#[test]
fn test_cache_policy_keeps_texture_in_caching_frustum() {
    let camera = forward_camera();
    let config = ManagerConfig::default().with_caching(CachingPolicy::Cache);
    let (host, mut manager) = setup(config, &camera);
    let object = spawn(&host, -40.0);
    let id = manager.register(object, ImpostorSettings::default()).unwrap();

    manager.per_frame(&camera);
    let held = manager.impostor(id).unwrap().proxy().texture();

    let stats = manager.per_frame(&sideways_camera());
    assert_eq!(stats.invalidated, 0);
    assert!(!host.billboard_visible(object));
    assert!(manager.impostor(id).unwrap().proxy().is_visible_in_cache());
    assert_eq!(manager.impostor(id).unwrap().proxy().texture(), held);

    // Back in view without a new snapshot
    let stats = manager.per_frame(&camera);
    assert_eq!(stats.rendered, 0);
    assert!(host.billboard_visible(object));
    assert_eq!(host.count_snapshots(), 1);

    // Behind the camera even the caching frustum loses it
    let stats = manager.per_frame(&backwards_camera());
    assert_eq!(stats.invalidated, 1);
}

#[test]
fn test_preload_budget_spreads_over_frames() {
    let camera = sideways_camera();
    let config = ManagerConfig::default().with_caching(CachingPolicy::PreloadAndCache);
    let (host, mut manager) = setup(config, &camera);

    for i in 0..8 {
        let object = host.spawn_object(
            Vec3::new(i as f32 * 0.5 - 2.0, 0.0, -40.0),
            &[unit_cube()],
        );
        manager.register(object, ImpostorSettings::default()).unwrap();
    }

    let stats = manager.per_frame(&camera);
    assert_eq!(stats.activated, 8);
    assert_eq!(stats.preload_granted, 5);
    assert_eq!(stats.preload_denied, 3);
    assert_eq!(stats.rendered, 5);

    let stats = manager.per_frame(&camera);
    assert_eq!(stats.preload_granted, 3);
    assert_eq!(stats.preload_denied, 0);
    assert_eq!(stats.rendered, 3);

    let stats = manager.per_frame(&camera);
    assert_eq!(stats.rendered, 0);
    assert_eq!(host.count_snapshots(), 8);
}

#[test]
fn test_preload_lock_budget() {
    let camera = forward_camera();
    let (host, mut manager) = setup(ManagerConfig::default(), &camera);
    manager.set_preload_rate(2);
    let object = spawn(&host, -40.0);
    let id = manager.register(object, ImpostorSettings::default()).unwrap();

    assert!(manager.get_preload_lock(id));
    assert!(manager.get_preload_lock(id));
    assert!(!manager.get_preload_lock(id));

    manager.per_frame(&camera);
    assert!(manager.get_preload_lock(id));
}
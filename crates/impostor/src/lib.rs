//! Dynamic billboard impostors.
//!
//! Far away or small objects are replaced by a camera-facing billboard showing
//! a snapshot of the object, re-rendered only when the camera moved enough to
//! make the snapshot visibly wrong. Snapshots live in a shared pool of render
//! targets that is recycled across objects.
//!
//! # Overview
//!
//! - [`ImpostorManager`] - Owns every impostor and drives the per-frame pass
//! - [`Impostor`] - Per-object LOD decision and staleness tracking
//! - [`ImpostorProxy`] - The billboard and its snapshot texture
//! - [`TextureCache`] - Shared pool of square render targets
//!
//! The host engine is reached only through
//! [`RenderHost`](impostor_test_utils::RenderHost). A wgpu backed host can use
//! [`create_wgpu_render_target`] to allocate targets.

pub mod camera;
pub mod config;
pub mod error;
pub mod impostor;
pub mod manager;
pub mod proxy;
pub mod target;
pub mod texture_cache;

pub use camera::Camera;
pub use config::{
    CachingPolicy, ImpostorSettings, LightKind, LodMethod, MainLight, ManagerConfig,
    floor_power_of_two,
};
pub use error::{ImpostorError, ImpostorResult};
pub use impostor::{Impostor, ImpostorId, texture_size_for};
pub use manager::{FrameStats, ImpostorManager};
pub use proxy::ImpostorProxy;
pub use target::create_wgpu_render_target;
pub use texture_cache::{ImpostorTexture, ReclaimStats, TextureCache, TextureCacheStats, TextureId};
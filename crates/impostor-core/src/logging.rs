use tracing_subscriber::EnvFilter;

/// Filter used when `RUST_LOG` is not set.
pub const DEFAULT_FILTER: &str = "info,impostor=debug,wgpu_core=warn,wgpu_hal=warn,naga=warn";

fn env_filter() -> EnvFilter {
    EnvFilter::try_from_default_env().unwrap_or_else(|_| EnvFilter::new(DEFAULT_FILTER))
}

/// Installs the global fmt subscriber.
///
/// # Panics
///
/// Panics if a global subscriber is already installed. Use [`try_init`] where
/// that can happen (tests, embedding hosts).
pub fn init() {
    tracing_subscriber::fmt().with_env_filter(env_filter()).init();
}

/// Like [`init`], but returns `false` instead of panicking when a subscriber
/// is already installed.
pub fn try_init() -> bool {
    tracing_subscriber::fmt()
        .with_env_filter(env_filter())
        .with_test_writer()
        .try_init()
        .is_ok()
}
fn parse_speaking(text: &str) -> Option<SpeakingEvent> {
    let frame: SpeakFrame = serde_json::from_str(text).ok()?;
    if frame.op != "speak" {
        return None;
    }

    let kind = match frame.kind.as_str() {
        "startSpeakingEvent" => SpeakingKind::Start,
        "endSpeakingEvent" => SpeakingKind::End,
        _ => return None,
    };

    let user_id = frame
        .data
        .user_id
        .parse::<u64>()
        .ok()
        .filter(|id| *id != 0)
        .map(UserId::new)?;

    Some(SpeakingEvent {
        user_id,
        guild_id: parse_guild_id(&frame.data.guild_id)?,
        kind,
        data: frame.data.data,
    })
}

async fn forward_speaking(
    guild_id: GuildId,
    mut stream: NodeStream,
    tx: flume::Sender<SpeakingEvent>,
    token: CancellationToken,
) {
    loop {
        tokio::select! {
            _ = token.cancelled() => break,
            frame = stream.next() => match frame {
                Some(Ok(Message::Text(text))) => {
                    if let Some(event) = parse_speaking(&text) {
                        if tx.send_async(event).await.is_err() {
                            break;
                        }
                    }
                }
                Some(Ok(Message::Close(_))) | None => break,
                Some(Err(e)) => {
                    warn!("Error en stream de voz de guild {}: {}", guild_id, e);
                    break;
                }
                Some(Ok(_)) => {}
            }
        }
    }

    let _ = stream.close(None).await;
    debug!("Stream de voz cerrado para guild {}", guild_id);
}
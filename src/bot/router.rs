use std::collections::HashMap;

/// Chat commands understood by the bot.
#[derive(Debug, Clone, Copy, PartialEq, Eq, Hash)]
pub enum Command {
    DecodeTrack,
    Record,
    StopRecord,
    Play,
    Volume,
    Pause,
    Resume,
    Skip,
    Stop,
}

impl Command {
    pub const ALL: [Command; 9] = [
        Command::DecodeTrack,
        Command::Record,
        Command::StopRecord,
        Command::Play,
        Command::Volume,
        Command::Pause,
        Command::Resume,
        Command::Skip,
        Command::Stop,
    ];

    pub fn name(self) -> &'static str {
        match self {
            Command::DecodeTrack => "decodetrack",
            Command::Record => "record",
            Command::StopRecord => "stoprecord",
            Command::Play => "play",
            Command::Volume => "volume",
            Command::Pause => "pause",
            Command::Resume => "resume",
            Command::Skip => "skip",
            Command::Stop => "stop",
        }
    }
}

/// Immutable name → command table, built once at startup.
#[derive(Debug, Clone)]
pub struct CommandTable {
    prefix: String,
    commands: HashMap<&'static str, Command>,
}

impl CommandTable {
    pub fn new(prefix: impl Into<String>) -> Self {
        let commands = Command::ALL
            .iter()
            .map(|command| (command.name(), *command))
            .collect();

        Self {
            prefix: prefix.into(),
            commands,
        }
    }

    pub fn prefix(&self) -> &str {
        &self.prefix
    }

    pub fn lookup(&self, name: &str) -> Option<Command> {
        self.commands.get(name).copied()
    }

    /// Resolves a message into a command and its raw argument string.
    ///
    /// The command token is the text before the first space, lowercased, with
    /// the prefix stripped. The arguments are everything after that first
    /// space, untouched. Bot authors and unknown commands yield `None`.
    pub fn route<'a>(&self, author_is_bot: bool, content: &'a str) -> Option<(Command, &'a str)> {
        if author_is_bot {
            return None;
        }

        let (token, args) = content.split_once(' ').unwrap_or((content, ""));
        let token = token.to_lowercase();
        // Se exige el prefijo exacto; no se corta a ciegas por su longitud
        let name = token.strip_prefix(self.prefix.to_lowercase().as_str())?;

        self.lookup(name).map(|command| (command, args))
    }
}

# # #

▸ Task details: All lines above from the one with "manager) = setup(ManagerConfig::default(), &camera);" to the one with "assert!(!manager.get_preload_lock(id));", inclusive, should be copied exactly, and no other lines.

▸ Task response:
    let (host, mut manager) = setup(ManagerConfig::default(), &camera);
    manager.set_preload_rate(2);
    let object = spawn(&host, -40.0);
    let id = manager.register(object, ImpostorSettings::default()).unwrap();

    assert!(manager.get_preload_lock(id));
    assert!(manager.get_preload_lock(id));
    assert!(!manager.get_preload_lock(id));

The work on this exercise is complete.